'Spotify Exclusive Mode': audio bit-perfect arriva su Windows
Gli utenti Premium sbloccano una fedeltà ancora più pura: l’app desktop per Windows prende il controllo diretto del DAC per una riproduzione da veri audiofili.
In sintesi
- Spotify ha lanciato la funzione “Exclusive Mode” per la sua app desktop Windows, così da offrire un audio bit-perfect agli utenti Premium
- Questa funzione aggira il mixer audio di sistema di Windows per evitare ricampionamenti indesiderati del segnale e regolazioni di volume non volute
- L’attivazione di questa modalità silenzia tutti gli altri suoni delle applicazioni e disabilita funzioni interne come il crossfade
Audiofili, potete esultare. Spotify harilasciato ufficialmente la funzione “Exclusive Mode” per la sua applicazione desktop Windows, rispondendo a una richiesta che andava avanti da anni da parte degli ascoltatori più meticolosi. Disponibile esclusivamente pergli abbonati a Spotify Premium, l’aggiornamento permette al colosso dello streaming di assumere il controllo totale e senza compromessi dell’hardware di elaborazione audio del computer, abbinandosi alla perfezione a convertitori Digital-to-Analog esterni (DAC) di alta gamma.

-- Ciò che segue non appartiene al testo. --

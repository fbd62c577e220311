//! Upload validation for file-bearing endpoints.
//!
//! Files are checked locally (existence, readability, size ceiling, format allow-list) but never
//! buffered: the transport streams them from disk when the request is sent.

use crate::{Error, Result};
use std::fs::File;
use std::io::Read;
use std::path::{Path, PathBuf};

/// Per-capability upload constraints.
#[derive(Debug, Clone, Copy)]
pub struct FileRules {
    pub label: &'static str,
    pub max_bytes: u64,
    /// Accepted lowercase file extensions.
    pub extensions: &'static [&'static str],
    /// Accepted MIME types when the format is detected from content.
    pub mime_types: &'static [&'static str],
    /// Reject files whose detected content contradicts the allow-list.
    pub strict_content: bool,
}

pub const AUDIO_UPLOAD: FileRules = FileRules {
    label: "audio",
    max_bytes: 25 * 1024 * 1024,
    extensions: &[
        "flac", "m4a", "mp3", "mp4", "mpeg", "mpga", "oga", "ogg", "wav", "webm",
    ],
    mime_types: &[
        "audio/x-flac",
        "audio/flac",
        "audio/m4a",
        "audio/x-m4a",
        "audio/mp4",
        "audio/mpeg",
        "audio/ogg",
        "audio/x-wav",
        "audio/wav",
        "audio/webm",
        "video/mp4",
        "video/mpeg",
        "video/webm",
    ],
    strict_content: false,
};

pub const PNG_UPLOAD: FileRules = FileRules {
    label: "PNG image",
    max_bytes: 4 * 1024 * 1024,
    extensions: &["png"],
    mime_types: &["image/png"],
    strict_content: true,
};

/// A validated upload, ready to be streamed as one multipart part.
#[derive(Debug, Clone, PartialEq)]
pub struct FilePart {
    /// Multipart field name (`file`, `image`, `mask`).
    pub field: String,
    pub path: PathBuf,
    /// File name sent to the remote side; carries a canonical extension.
    pub file_name: String,
    pub mime: Option<String>,
    pub size: u64,
}

const SNIFF_LEN: usize = 64;

/// Validate `path` against `rules` and describe it as a multipart part named `field`.
pub fn validate_upload(field: &str, path: &Path, rules: &FileRules) -> Result<FilePart> {
    let display = path.display().to_string();
    let meta = std::fs::metadata(path)
        .map_err(|e| Error::file_validation(&display, format!("file is not accessible: {}", e)))?;
    if !meta.is_file() {
        return Err(Error::file_validation(&display, "path is not a regular file"));
    }
    let size = meta.len();
    if size == 0 {
        return Err(Error::file_validation(&display, "file is empty"));
    }
    if size > rules.max_bytes {
        return Err(Error::file_validation(
            &display,
            format!(
                "{} files must be at most {} bytes, got {}",
                rules.label, rules.max_bytes, size
            ),
        ));
    }

    let mut head = Vec::with_capacity(SNIFF_LEN);
    File::open(path)
        .and_then(|f| f.take(SNIFF_LEN as u64).read_to_end(&mut head))
        .map_err(|e| Error::file_validation(&display, format!("file is not readable: {}", e)))?;
    let sniffed = infer::get(&head);

    let extension = path
        .extension()
        .and_then(|e| e.to_str())
        .map(|e| e.to_ascii_lowercase());
    let mut file_name = path
        .file_name()
        .and_then(|n| n.to_str())
        .unwrap_or(field)
        .to_string();

    let mime = match extension.as_deref() {
        Some(ext) if rules.extensions.contains(&ext) => {
            if rules.strict_content {
                if let Some(kind) = sniffed {
                    if !rules.mime_types.contains(&kind.mime_type()) {
                        return Err(Error::file_validation(
                            &display,
                            format!(
                                "content is {}, expected {}",
                                kind.mime_type(),
                                rules.label
                            ),
                        ));
                    }
                }
            }
            mime_guess::from_path(path)
                .first_raw()
                .map(str::to_string)
                .or_else(|| sniffed.map(|k| k.mime_type().to_string()))
        }
        Some(ext) => {
            return Err(Error::file_validation(
                &display,
                format!(
                    "unsupported {} format '.{}'; allowed: {}",
                    rules.label,
                    ext,
                    rules.extensions.join(", ")
                ),
            ));
        }
        None => match sniffed {
            Some(kind) if rules.mime_types.contains(&kind.mime_type()) => {
                file_name = format!("{}.{}", file_name, kind.extension());
                Some(kind.mime_type().to_string())
            }
            Some(kind) => {
                return Err(Error::file_validation(
                    &display,
                    format!("content is {}, expected {}", kind.mime_type(), rules.label),
                ));
            }
            None => {
                return Err(Error::file_validation(
                    &display,
                    format!(
                        "cannot determine file format; use one of: {}",
                        rules.extensions.join(", ")
                    ),
                ));
            }
        },
    };

    Ok(FilePart {
        field: field.to_string(),
        path: path.to_path_buf(),
        file_name,
        mime,
        size,
    })
}
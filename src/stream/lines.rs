//! Incremental line splitting over fragmented byte chunks.

use crate::BoxStream;
use bytes::{Buf, BytesMut};
use futures::{stream, StreamExt};

/// Accumulates raw bytes and hands out complete lines only.
///
/// Lines end at `\n`; a preceding `\r` is stripped. Bytes are decoded per complete line, so a
/// multi-byte character split across chunks is never mangled.
#[derive(Debug, Default)]
pub struct LineBuffer {
    buf: BytesMut,
    // Prefix of `buf` already known to hold no newline.
    scanned: usize,
}

impl LineBuffer {
    pub fn new() -> Self {
        Self::default()
    }

    pub fn push(&mut self, chunk: &[u8]) {
        self.buf.extend_from_slice(chunk);
    }

    /// The next complete line, without its terminator.
    pub fn next_line(&mut self) -> Option<String> {
        let Some(offset) = self.buf[self.scanned..].iter().position(|b| *b == b'\n') else {
            self.scanned = self.buf.len();
            return None;
        };
        let idx = self.scanned + offset;
        self.scanned = 0;
        let mut line = self.buf.split_to(idx);
        self.buf.advance(1);
        if line.last() == Some(&b'\r') {
            line.truncate(line.len() - 1);
        }
        Some(String::from_utf8_lossy(&line).into_owned())
    }

    /// Append `chunk` and drain every line it completed.
    pub fn feed(&mut self, chunk: &[u8]) -> Vec<String> {
        self.push(chunk);
        std::iter::from_fn(|| self.next_line()).collect()
    }

    /// Whatever trails the last newline, once the source has ended.
    pub fn finish(&mut self) -> Option<String> {
        if self.buf.is_empty() {
            return None;
        }
        self.scanned = 0;
        let rest = self.buf.split();
        let rest = rest.strip_suffix(b"\r").unwrap_or(&rest);
        Some(String::from_utf8_lossy(rest).into_owned())
    }

    pub fn clear(&mut self) {
        self.buf.clear();
        self.scanned = 0;
    }

    pub fn pending_bytes(&self) -> usize {
        self.buf.len()
    }
}

/// Lazily split a byte stream into lines, blank separator lines included.
pub fn lines(source: BoxStream<'static, bytes::Bytes>) -> BoxStream<'static, String> {
    let stream = stream::unfold(
        (Some(source), LineBuffer::new()),
        |(mut source, mut buf)| async move {
            loop {
                if let Some(line) = buf.next_line() {
                    return Some((Ok(line), (source, buf)));
                }
                let Some(input) = source.as_mut() else {
                    return buf.finish().map(|line| (Ok(line), (None, buf)));
                };
                match input.next().await {
                    Some(Ok(chunk)) => buf.push(&chunk),
                    Some(Err(e)) => {
                        buf.clear();
                        return Some((Err(e), (None, buf)));
                    }
                    None => source = None,
                }
            }
        },
    );
    Box::pin(stream)
}

#[cfg(test)]
mod tests {
    use super::*;

    #[test]
    fn splits_on_lf_and_crlf() {
        let mut buf = LineBuffer::new();
        assert_eq!(buf.feed(b"a\r\nb\n\nc"), vec!["a", "b", ""]);
        assert_eq!(buf.pending_bytes(), 1);
        assert_eq!(buf.feed(b"d\r"), Vec::<String>::new());
        assert_eq!(buf.feed(b"\n"), vec!["cd"]);
        assert_eq!(buf.finish(), None);
    }

    #[test]
    fn multibyte_characters_survive_any_split() {
        let text = "héllo → wörld\n";
        let bytes = text.as_bytes();
        for cut in 1..bytes.len() {
            let mut buf = LineBuffer::new();
            let mut out = buf.feed(&bytes[..cut]);
            out.extend(buf.feed(&bytes[cut..]));
            assert_eq!(out, vec!["héllo → wörld"], "cut at {cut}");
        }
    }

    #[test]
    fn long_line_in_tiny_fragments_is_scanned_once() {
        let mut buf = LineBuffer::new();
        let payload = "x".repeat(4096);
        for b in payload.as_bytes() {
            assert!(buf.feed(&[*b]).is_empty());
            assert_eq!(buf.scanned, buf.pending_bytes());
        }
        assert_eq!(buf.feed(b"\r\nnext"), vec![payload]);
        assert_eq!(buf.scanned, 4);
        assert_eq!(buf.feed(b"\n"), vec!["next"]);
    }

    #[test]
    fn trailing_content_is_flushed() {
        let mut buf = LineBuffer::new();
        assert!(buf.feed(b"data: {\"x\":1}").is_empty());
        assert_eq!(buf.finish().as_deref(), Some("data: {\"x\":1}"));
        assert_eq!(buf.pending_bytes(), 0);
    }
}
use thiserror::Error;

/// Structured error context for better error handling and debugging.
#[derive(Debug, Clone, Default, PartialEq, Eq)]
pub struct ErrorContext {
    /// Field path that caused the error (e.g., "image.prompt", "audio.file")
    pub field_path: Option<String>,
    /// Additional context about the error (e.g., expected type, actual value)
    pub details: Option<String>,
    /// Component that raised the error (e.g., "router", "transport", "image_edit")
    pub source: Option<String>,
    /// Remote HTTP status, when one was observed
    pub status_code: Option<u16>,
    /// Number of attempts made before the error surfaced
    pub attempts: Option<u32>,
    /// Server-assigned request id (`x-request-id`) of the failed call
    pub request_id: Option<String>,
}

impl ErrorContext {
    pub fn new() -> Self {
        Self::default()
    }

    pub fn with_field_path(mut self, path: impl Into<String>) -> Self {
        self.field_path = Some(path.into());
        self
    }

    pub fn with_details(mut self, details: impl Into<String>) -> Self {
        self.details = Some(details.into());
        self
    }

    pub fn with_source(mut self, source: impl Into<String>) -> Self {
        self.source = Some(source.into());
        self
    }

    pub fn with_status_code(mut self, status: u16) -> Self {
        self.status_code = Some(status);
        self
    }

    pub fn with_attempts(mut self, attempts: u32) -> Self {
        self.attempts = Some(attempts);
        self
    }

    pub fn with_request_id(mut self, id: impl Into<String>) -> Self {
        self.request_id = Some(id.into());
        self
    }
}

/// Unified error type for the dispatch core.
///
/// Variants fall into four families:
/// - classification (`AmbiguousInput`, `NoInput`), raised by the router
/// - validation (`FileValidation`, `InvalidRequest`), raised by adapters
/// - transport (`ApiResponse`, `MaxRetriesExceeded`, `Transport`)
/// - decoding (`Decode`)
///
/// Classification and validation errors are raised before any network call and are never retried.
#[derive(Debug, Error)]
pub enum Error {
    #[error("Ambiguous input: request matches more than one shape ({})", .matches.join(", "))]
    AmbiguousInput { matches: Vec<String> },

    #[error("No input provided. {}", NO_INPUT_HINT)]
    NoInput,

    #[error("File validation error for '{path}': {message}")]
    FileValidation { path: String, message: String },

    #[error("Invalid request: {message}{}", format_context(.context))]
    InvalidRequest {
        message: String,
        context: ErrorContext,
    },

    #[error("API error: HTTP {status}: {message} (after {attempts} attempt(s))")]
    ApiResponse {
        status: u16,
        message: String,
        attempts: u32,
        context: ErrorContext,
    },

    #[error("Maximum retries exceeded after {attempts} attempt(s): {message}")]
    MaxRetriesExceeded { attempts: u32, message: String },

    #[error("Decode error: {message}{}", format_context(.context))]
    Decode {
        message: String,
        context: ErrorContext,
    },

    #[error("Network transport error: {0}")]
    Transport(#[from] crate::transport::TransportError),

    #[error("Configuration error: {message}{}", format_context(.context))]
    Configuration {
        message: String,
        context: ErrorContext,
    },

    #[error("Request cancelled")]
    Cancelled,

    #[error("I/O error: {0}")]
    Io(#[from] std::io::Error),

    #[error("Serialization error: {0}")]
    Serialization(#[from] serde_json::Error),
}

/// Lists every way a caller can populate a unified request.
pub const NO_INPUT_HINT: &str = "Populate at least one of: `message` (text or {role, content}), \
`messages` (conversation array), `input` (text or structured {role, content[]}), `instructions`, \
`audio` ({file, action: transcribe|translate} or {text, action: speech}), \
`image` ({prompt} to generate, {image, prompt} to edit, {image} for variations).";

// Helper function to format error context for display
fn format_context(ctx: &ErrorContext) -> String {
    let mut parts = Vec::new();
    if let Some(ref field) = ctx.field_path {
        parts.push(format!("field: {}", field));
    }
    if let Some(ref details) = ctx.details {
        parts.push(format!("details: {}", details));
    }
    if let Some(ref source) = ctx.source {
        parts.push(format!("source: {}", source));
    }
    if parts.is_empty() {
        String::new()
    } else {
        format!(" ({})", parts.join(", "))
    }
}

impl Error {
    pub fn invalid_request(msg: impl Into<String>) -> Self {
        Error::InvalidRequest {
            message: msg.into(),
            context: ErrorContext::new(),
        }
    }

    pub fn invalid_request_with_context(msg: impl Into<String>, context: ErrorContext) -> Self {
        Error::InvalidRequest {
            message: msg.into(),
            context,
        }
    }

    pub fn file_validation(path: impl Into<String>, msg: impl Into<String>) -> Self {
        Error::FileValidation {
            path: path.into(),
            message: msg.into(),
        }
    }

    pub fn decode_with_context(msg: impl Into<String>, context: ErrorContext) -> Self {
        Error::Decode {
            message: msg.into(),
            context,
        }
    }

    pub fn configuration(msg: impl Into<String>) -> Self {
        Error::Configuration {
            message: msg.into(),
            context: ErrorContext::new(),
        }
    }

    pub fn configuration_with_context(msg: impl Into<String>, context: ErrorContext) -> Self {
        Error::Configuration {
            message: msg.into(),
            context,
        }
    }

    /// Raised by the router before any network call.
    pub fn is_classification(&self) -> bool {
        matches!(self, Error::AmbiguousInput { .. } | Error::NoInput)
    }

    /// Raised by an adapter before any network call.
    pub fn is_validation(&self) -> bool {
        matches!(
            self,
            Error::FileValidation { .. } | Error::InvalidRequest { .. }
        )
    }

    pub fn is_transport(&self) -> bool {
        matches!(
            self,
            Error::ApiResponse { .. } | Error::MaxRetriesExceeded { .. } | Error::Transport(_)
        )
    }

    /// Whether a failed exchange may be attempted again with the same payload.
    ///
    /// Only network-level failures qualify here; retryable HTTP statuses are classified
    /// by the transport before an `ApiResponse` is ever constructed.
    pub fn is_retryable(&self) -> bool {
        matches!(self, Error::Transport(_))
    }

    /// Remote HTTP status carried by the error, if any.
    pub fn status(&self) -> Option<u16> {
        match self {
            Error::ApiResponse { status, .. } => Some(*status),
            _ => None,
        }
    }

    /// Extract error context if available
    pub fn context(&self) -> Option<&ErrorContext> {
        match self {
            Error::InvalidRequest { context, .. }
            | Error::ApiResponse { context, .. }
            | Error::Decode { context, .. }
            | Error::Configuration { context, .. } => Some(context),
            _ => None,
        }
    }
}

#[cfg(test)]
mod tests {
    use super::*;

    #[test]
    fn no_input_message_lists_entry_points() {
        let msg = Error::NoInput.to_string();
        for entry in ["`message`", "`messages`", "`input`", "`audio`", "`image`"] {
            assert!(msg.contains(entry), "missing {entry} in: {msg}");
        }
    }

    #[test]
    fn ambiguous_input_names_matches() {
        let err = Error::AmbiguousInput {
            matches: vec!["standalone_audio".into(), "standalone_image".into()],
        };
        let msg = err.to_string();
        assert!(msg.contains("standalone_audio"));
        assert!(msg.contains("standalone_image"));
        assert!(err.is_classification());
    }

    #[test]
    fn context_is_rendered() {
        let err = Error::invalid_request_with_context(
            "prompt is required",
            ErrorContext::new()
                .with_field_path("image.prompt")
                .with_source("image_generation"),
        );
        assert_eq!(
            err.to_string(),
            "Invalid request: prompt is required (field: image.prompt, source: image_generation)"
        );
        assert!(err.is_validation());
        assert!(!err.is_retryable());
    }
}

Eludendo deliberatamente il mixer audio di sistema standard di Windows, la modalità Exclusive garantisce che lo streaming musicale arrivi alle tue orecchie esattamente come è stato masterizzato. Questo percorso diretto impedisce al sistema operativo di alterare artificialmente il segnale audio con ricampionamenti superflui, notifiche di sistema in sottofondo o fastidiosi sbalzi di volume. Il risultato finale è una riproduzione pura, bit-perfect.
Se da un lato questa modalità offre un notevole salto di qualità in termini di precisione sonora, dall’altro richiede qualche compromesso pratico: una volta attivata, tutte le altre applicazioni del PC vengono silenziate sul dispositivo audio selezionato e le funzioni interne di Spotify come automix e crossfade vengono momentaneamente sospese. Al momento disponibile solo per utenti Windows, Spotify ha confermato che il supporto per macOS è ufficialmente in arrivo con un prossimo aggiornamento.